Today I’m making parsnip soup because Elizabeth Anne Hawksmith, a very old witch, in The Witch’s Daughter cooks it over her cozy cottage woodfire. I’d never heard of parsnip soup before, but love roasted parsnips, so I thought why not?
I found the recipe at The Spruce Eats, picked up some parsnips, and started chopping. Because I’m gluten-free and dairy-free, I’m using faux butter and cream (cashew milk) so it won’t be exactly the same. But then, I never follow a recipe completely. I mainly look at the ingredients, explore my kitchen, and start creating.
I remember making Three Sisters Chili while reading one of Charles de Lint’s books set in the American Southwest, and there are many Saturday nights I’ve made chips and tea while watching Midsummer Murders. And way back, I remember having to make clam chowder to watch Pete’s Dragon, as the characters lived in a lighthouse and cooked up a batch on their woodstove. Then there’s The Godfather and spaghetti! The marriage of food and story is as old as us. What novel food adventures have you had?

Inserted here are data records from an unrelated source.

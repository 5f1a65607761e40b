//! Command line reordering
//!
//! helmfile-nix options are accepted anywhere, as in `helmfile-nix diff -e
//! prod`. Those found after the helmfile command are moved in front of it, so
//! clap reads them and they are not forwarded a second time. Everything after
//! `--` is left alone.

/// Options that take a value
const VALUE_OPTIONS: &[&str] = &[
    "-f",
    "--file",
    "-e",
    "--environment",
    "--state-values-set",
    "--nix-bin",
    "--helmfile-bin",
];

/// Options without a value
const SWITCHES: &[&str] = &["--show-trace", "--debug"];

enum Kind {
    /// Our switch, or our option with its value attached
    Standalone,
    /// Our option, value in the next argument
    WithValue,
    Foreign,
}

fn classify(arg: &str) -> Kind {
    if SWITCHES.contains(&arg) {
        return Kind::Standalone;
    }
    if VALUE_OPTIONS.contains(&arg) {
        return Kind::WithValue;
    }
    if let Some((name, _)) = arg.split_once('=') {
        if name.starts_with("--") && VALUE_OPTIONS.contains(&name) {
            return Kind::Standalone;
        }
    }
    // -eprod, -f./deploy
    if !arg.starts_with("--") && arg.len() > 2 && (arg.starts_with("-e") || arg.starts_with("-f")) {
        return Kind::Standalone;
    }
    Kind::Foreign
}

/// Move our options that follow the helmfile command in front of it
pub fn hoist_own_options<I>(argv: I) -> Vec<String>
where
    I: IntoIterator<Item = String>,
{
    let mut iter = argv.into_iter();
    let mut leading: Vec<String> = iter.next().into_iter().collect();
    let mut hoisted = Vec::new();
    let mut rest = Vec::new();

    // Up to and including the command
    while let Some(arg) = iter.next() {
        if arg == "--" || !arg.starts_with('-') {
            rest.push(arg);
            break;
        }
        let with_value = matches!(classify(&arg), Kind::WithValue);
        leading.push(arg);
        if with_value {
            leading.extend(iter.next());
        }
    }

    let mut passthrough = rest.first().is_some_and(|arg| arg == "--");
    while let Some(arg) = iter.next() {
        if passthrough {
            rest.push(arg);
            continue;
        }
        if arg == "--" {
            passthrough = true;
            rest.push(arg);
            continue;
        }
        match classify(&arg) {
            Kind::Standalone => hoisted.push(arg),
            Kind::WithValue => {
                hoisted.push(arg);
                hoisted.extend(iter.next());
            }
            Kind::Foreign => rest.push(arg),
        }
    }

    leading.extend(hoisted);
    leading.extend(rest);
    leading
}

#[cfg(test)]
mod tests {
    use super::*;

    fn hoist(args: &[&str]) -> Vec<String> {
        hoist_own_options(args.iter().map(|s| s.to_string()))
    }

    #[test]
    fn test_options_after_command_move_forward() {
        assert_eq!(
            hoist(&["helmfile-nix", "diff", "-e", "prod", "--context", "3"]),
            vec!["helmfile-nix", "-e", "prod", "diff", "--context", "3"]
        );
    }

    #[test]
    fn test_leading_options_stay_in_place() {
        assert_eq!(
            hoist(&["helmfile-nix", "-f", "deploy", "--debug", "sync"]),
            vec!["helmfile-nix", "-f", "deploy", "--debug", "sync"]
        );
    }

    #[test]
    fn test_attached_values_and_switches() {
        assert_eq!(
            hoist(&[
                "helmfile-nix",
                "template",
                "--environment=prod",
                "-fdeploy",
                "--show-trace",
                "--skip-deps",
                "--state-values-set",
                "a=1",
            ]),
            vec![
                "helmfile-nix",
                "--environment=prod",
                "-fdeploy",
                "--show-trace",
                "--state-values-set",
                "a=1",
                "template",
                "--skip-deps",
            ]
        );
    }

    #[test]
    fn test_double_dash_stops_hoisting() {
        assert_eq!(
            hoist(&["helmfile-nix", "apply", "--", "-e", "x"]),
            vec!["helmfile-nix", "apply", "--", "-e", "x"]
        );
        assert_eq!(
            hoist(&["helmfile-nix", "--", "apply", "-e", "x"]),
            vec!["helmfile-nix", "--", "apply", "-e", "x"]
        );
    }

    #[test]
    fn test_no_command() {
        assert_eq!(
            hoist(&["helmfile-nix", "-e", "prod", "--help"]),
            vec!["helmfile-nix", "-e", "prod", "--help"]
        );
    }
}
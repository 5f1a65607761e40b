//! Entry-file discovery
//!
//! A path given on the command line (or in a release's `nixChart`) may point
//! at the entry file itself or at the directory holding it.

use std::path::{Path, PathBuf};

use crate::error::{CoreError, Result};

/// A located entry file
#[derive(Debug, Clone, PartialEq, Eq)]
pub struct Located {
    /// File name of the entry (one of the wanted names)
    pub file_name: String,
    /// Absolute directory containing the entry
    pub base: PathBuf,
}

impl Located {
    /// Full path to the entry file
    pub fn path(&self) -> PathBuf {
        self.base.join(&self.file_name)
    }
}

/// Find the entry file and its base directory
///
/// `wanted` lists acceptable file names in order of preference.
pub fn find_file_and_base(input: &Path, wanted: &[&str]) -> Result<Located> {
    let not_found = |path: &Path| CoreError::FileNotFound {
        path: path.to_path_buf(),
        expected: wanted.join(", "),
    };

    let path = std::path::absolute(input).map_err(|source| CoreError::Io {
        path: input.to_path_buf(),
        source,
    })?;

    if path.is_dir() {
        for name in wanted {
            if path.join(name).is_file() {
                return Ok(Located {
                    file_name: (*name).to_string(),
                    base: path,
                });
            }
        }
        return Err(not_found(&path));
    }

    if !path.exists() {
        return Err(not_found(&path));
    }

    let file_name = path.file_name().and_then(|n| n.to_str()).unwrap_or_default();
    match wanted.iter().find(|w| **w == file_name) {
        Some(name) => Ok(Located {
            file_name: (*name).to_string(),
            base: path.parent().map(Path::to_path_buf).unwrap_or_default(),
        }),
        None => Err(not_found(&path)),
    }
}

#[cfg(test)]
mod tests {
    use super::*;
    use tempfile::TempDir;

    const HELMFILES: &[&str] = &["helmfile.nix", "helmfile.gotmpl.nix"];

    #[test]
    fn test_find_in_directory() {
        let dir = TempDir::new().unwrap();
        std::fs::write(dir.path().join("helmfile.nix"), "{ }").unwrap();

        let located = find_file_and_base(dir.path(), HELMFILES).unwrap();

        assert_eq!(located.file_name, "helmfile.nix");
        assert_eq!(located.base, dir.path());
        assert_eq!(located.path(), dir.path().join("helmfile.nix"));
    }

    #[test]
    fn test_find_templated_in_directory() {
        let dir = TempDir::new().unwrap();
        std::fs::write(dir.path().join("helmfile.gotmpl.nix"), "{ }").unwrap();

        let located = find_file_and_base(dir.path(), HELMFILES).unwrap();
        assert_eq!(located.file_name, "helmfile.gotmpl.nix");
    }

    #[test]
    fn test_find_direct_file() {
        let dir = TempDir::new().unwrap();
        let chart = dir.path().join("chart.nix");
        std::fs::write(&chart, "{ }").unwrap();

        let located = find_file_and_base(&chart, &["chart.nix"]).unwrap();

        assert_eq!(located.file_name, "chart.nix");
        assert_eq!(located.base, dir.path());
    }

    #[test]
    fn test_wrong_file_name() {
        let dir = TempDir::new().unwrap();
        let wrong = dir.path().join("other.nix");
        std::fs::write(&wrong, "{ }").unwrap();

        match find_file_and_base(&wrong, &["chart.nix"]).unwrap_err() {
            CoreError::FileNotFound { path, expected } => {
                assert_eq!(path, wrong);
                assert_eq!(expected, "chart.nix");
            }
            other => panic!("unexpected error: {other}"),
        }
    }

    #[test]
    fn test_directory_without_entry() {
        let dir = TempDir::new().unwrap();
        assert!(matches!(
            find_file_and_base(dir.path(), HELMFILES).unwrap_err(),
            CoreError::FileNotFound { .. }
        ));
    }

    #[test]
    fn test_missing_path() {
        assert!(matches!(
            find_file_and_base(Path::new("/nonexistent/chart"), &["chart.nix"]).unwrap_err(),
            CoreError::FileNotFound { .. }
        ));
    }
}
//! Render command - evaluate the helmfile and its nix charts

use std::path::PathBuf;

use hfnix_core::{environment, find_file_and_base, overrides};
use hfnix_engine::{CleanupSet, Evaluator, HELMFILE_ENTRIES, Renderer};
use tracing::debug;

use super::Options;
use crate::error::Result;

/// A rendered helmfile, ready to be printed or handed to helmfile
#[derive(Debug)]
pub struct Rendered {
    /// Entry file name, decides the rendered file extension
    pub file_name: String,
    pub base: PathBuf,
    pub yaml: String,
}

pub fn run(
    options: &Options,
    evaluator: &dyn Evaluator,
    cleanup: &mut CleanupSet,
) -> Result<Rendered> {
    // Reject malformed overrides before touching anything else
    overrides::parse(&options.state_values)?;

    let located = find_file_and_base(&options.file, HELMFILE_ENTRIES)?;
    debug!("Using {}", located.path().display());

    let values = environment::load_values(&located.base, &options.environment, &options.state_values)?;
    debug!("Loaded {} top-level values", values.inner().len());

    let yaml = Renderer::new(evaluator).render(
        &located.file_name,
        &located.base,
        &options.environment,
        &values,
        cleanup,
    )?;

    Ok(Rendered {
        file_name: located.file_name,
        base: located.base,
        yaml,
    })
}
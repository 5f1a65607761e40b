//! CLI error types with exit code handling
//!
//! Library errors are folded into a single diagnostic type whose variant
//! decides the process exit code.

use hfnix_core::CoreError;
use hfnix_engine::EngineError;
use miette::Diagnostic;
use thiserror::Error;

use crate::exit_codes;

/// CLI-specific error type that includes exit code information
#[derive(Error, Debug, Diagnostic, Clone)]
pub enum CliError {
    /// Entry file, values or overrides are unusable
    #[error("Configuration error: {message}")]
    #[diagnostic(code(helmfile_nix::cli::config))]
    Config {
        message: String,
        #[help]
        help: Option<String>,
    },

    /// Rendered documents could not be turned into a helmfile
    #[error("Render error: {message}")]
    #[diagnostic(code(helmfile_nix::cli::render))]
    Render {
        message: String,
        #[help]
        help: Option<String>,
    },

    /// nix evaluation failed
    #[error("Evaluation failed: {message}")]
    #[diagnostic(
        code(helmfile_nix::cli::evaluation),
        help("Re-run with --show-trace for the full nix trace")
    )]
    Evaluation { message: String },

    /// helmfile could not be started
    #[error("{message}")]
    #[diagnostic(
        code(helmfile_nix::cli::packager),
        help("Is helmfile installed? Use --helmfile-bin to point at it")
    )]
    Packager { message: String },

    /// IO error (file not found, permissions, etc.)
    #[error("IO error: {message}")]
    #[diagnostic(code(helmfile_nix::cli::io))]
    Io { message: String },
}

impl CliError {
    /// Get the exit code for this error
    pub fn exit_code(&self) -> i32 {
        match self {
            CliError::Config { .. } => exit_codes::CONFIG_ERROR,
            CliError::Render { .. } => exit_codes::RENDER_ERROR,
            CliError::Evaluation { .. } => exit_codes::EVALUATION_ERROR,
            CliError::Packager { .. } => exit_codes::ERROR,
            CliError::Io { .. } => exit_codes::IO_ERROR,
        }
    }

    /// Create a configuration error
    pub fn config(message: impl Into<String>) -> Self {
        Self::Config {
            message: message.into(),
            help: None,
        }
    }

    /// Create a configuration error with help text
    pub fn config_with_help(message: impl Into<String>, help: impl Into<String>) -> Self {
        Self::Config {
            message: message.into(),
            help: Some(help.into()),
        }
    }

    /// Create a render error
    pub fn render(message: impl Into<String>) -> Self {
        Self::Render {
            message: message.into(),
            help: None,
        }
    }
}

impl From<CoreError> for CliError {
    fn from(err: CoreError) -> Self {
        match &err {
            CoreError::FileNotFound { .. } => CliError::config_with_help(
                err.to_string(),
                "Pass --file pointing at a helmfile.nix, a helmfile.gotmpl.nix or a directory holding one",
            ),
            CoreError::InvalidOverrideFormat { .. }
            | CoreError::OverrideValueParse { .. }
            | CoreError::NestedKeyNotMap { .. } => CliError::config_with_help(
                err.to_string(),
                "Use --state-values-set key=value[,other.key=value]",
            ),
            CoreError::Io { .. } => CliError::Io {
                message: err.to_string(),
            },
            _ => CliError::config(err.to_string()),
        }
    }
}

impl From<EngineError> for CliError {
    fn from(err: EngineError) -> Self {
        match err {
            EngineError::Core(core) => core.into(),
            EngineError::ChartNotFound { .. } => {
                let message = err.to_string();
                CliError::Render {
                    message,
                    help: Some("`nixChart` is resolved relative to the helmfile and must contain a chart.nix".to_string()),
                }
            }
            EngineError::Evaluation { .. } | EngineError::InvalidEvaluatorOutput { .. } => {
                CliError::Evaluation {
                    message: err.to_string(),
                }
            }
            EngineError::Packager { .. } => CliError::Packager {
                message: err.to_string(),
            },
            EngineError::Io { .. } => CliError::Io {
                message: err.to_string(),
            },
            _ => CliError::render(err.to_string()),
        }
    }
}

/// Result type for CLI operations
pub type Result<T> = std::result::Result<T, CliError>;
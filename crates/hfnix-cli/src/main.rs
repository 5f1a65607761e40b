//! helmfile-nix - write helmfiles and charts in nix, deploy them with helmfile

use std::path::PathBuf;
use std::process::ExitCode;

use clap::Parser;
use hfnix_engine::{Helmfile, NixEvaluator};

mod args;
mod commands;
mod error;
mod exit_codes;

use commands::Options;

#[derive(Parser)]
#[command(name = "helmfile-nix")]
#[command(version)]
#[command(args_override_self = true)]
#[command(about = "Render helmfile.nix and nix charts, then run helmfile", long_about = None)]
#[command(after_help = "Arguments after the command are passed to helmfile, except \
helmfile-nix's own options, which are read wherever they appear. \
Use `render` as the last argument to print the rendered helmfile.")]
struct Cli {
    /// helmfile.nix, helmfile.gotmpl.nix, or a directory containing one
    #[arg(short = 'f', long, default_value = ".")]
    file: PathBuf,

    /// Environment to render
    #[arg(short = 'e', long, default_value = "dev", env = "HELMFILE_NIX_ENVIRONMENT")]
    environment: String,

    /// Set state values on the command line (key=value,other.key=value)
    #[arg(long = "state-values-set", value_name = "KEY=VALUE")]
    state_values_set: Vec<String>,

    /// Pass --show-trace to nix eval
    #[arg(long)]
    show_trace: bool,

    /// nix binary
    #[arg(long, default_value = "nix", env = "HELMFILE_NIX_NIX_BIN")]
    nix_bin: PathBuf,

    /// helmfile binary
    #[arg(long, default_value = "helmfile", env = "HELMFILE_NIX_HELMFILE_BIN")]
    helmfile_bin: PathBuf,

    /// Enable debug output
    #[arg(long)]
    debug: bool,

    /// helmfile command and its arguments
    #[arg(trailing_var_arg = true, allow_hyphen_values = true, value_name = "COMMAND")]
    args: Vec<String>,
}

fn init_tracing(debug: bool) {
    use tracing_subscriber::{EnvFilter, fmt};

    let default = if debug { "debug" } else { "warn" };
    let filter = EnvFilter::try_from_default_env().unwrap_or_else(|_| EnvFilter::new(default));
    let _ = fmt()
        .with_env_filter(filter)
        .with_target(false)
        .with_writer(std::io::stderr)
        .try_init();
}

fn main() -> ExitCode {
    // Setup miette for nice error display
    miette::set_panic_hook();

    let cli = Cli::parse_from(args::hoist_own_options(std::env::args()));
    init_tracing(cli.debug);

    let evaluator = NixEvaluator::new()
        .with_binary(cli.nix_bin)
        .with_show_trace(cli.show_trace);
    let packager = Helmfile::new().with_binary(cli.helmfile_bin);
    let options = Options {
        file: cli.file,
        environment: cli.environment,
        state_values: cli.state_values_set,
        args: cli.args,
    };

    let code = match commands::forward::run(&options, &evaluator, &packager, &mut std::io::stdout()) {
        Ok(code) => code,
        Err(err) => {
            let code = err.exit_code();
            eprintln!("{:?}", miette::Report::new(err));
            code
        }
    };

    ExitCode::from(u8::try_from(code).unwrap_or(exit_codes::ERROR as u8))
}

#[cfg(test)]
mod tests {
    use super::*;
    use clap::CommandFactory;

    #[test]
    fn test_cli_definition() {
        Cli::command().debug_assert();
    }

    #[test]
    fn test_flags_before_command() {
        let cli = Cli::try_parse_from([
            "helmfile-nix",
            "-e",
            "prod",
            "--state-values-set",
            "a=1,b.c=2",
            "--state-values-set",
            "d=x",
            "diff",
            "--context",
            "3",
        ])
        .unwrap();

        assert_eq!(cli.environment, "prod");
        assert_eq!(cli.state_values_set, vec!["a=1,b.c=2", "d=x"]);
        assert_eq!(cli.args, vec!["diff", "--context", "3"]);
        assert_eq!(cli.file, PathBuf::from("."));
    }

    #[test]
    fn test_own_options_after_command_are_read() {
        let argv = args::hoist_own_options(
            ["helmfile-nix", "-e", "dev", "diff", "-e", "prod", "--debug", "--context", "3"]
                .map(String::from),
        );
        let cli = Cli::try_parse_from(argv).unwrap();

        assert_eq!(cli.environment, "prod");
        assert!(cli.debug);
        assert_eq!(cli.args, vec!["diff", "--context", "3"]);
    }

    #[test]
    fn test_helmfile_options_after_command_are_forwarded() {
        let argv = args::hoist_own_options(
            ["helmfile-nix", "template", "--skip-deps", "--set", "a=1"].map(String::from),
        );
        let cli = Cli::try_parse_from(argv).unwrap();

        assert_eq!(cli.environment, "dev");
        assert_eq!(cli.args, vec!["template", "--skip-deps", "--set", "a=1"]);
    }
}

In the book I’m currently writing (which is also set at a lighthouse) I’m going to add food, perhaps even a recipe. Do you have any ideas? They’ve already got their fingers greasy peeling fresh prawns and dipping them in butter. What do you think would make wonderful lighthouse food? Do you have a favourite recipe I can share in my novel?
P.S.
Here’s my soup. I added some carrots along with the parsnips, which is why it’s this beautiful orange colour. And I ended up spicing it with curry power and ground coriander, then garnished it with cilantro. Yum. So glad it’s lunchtime!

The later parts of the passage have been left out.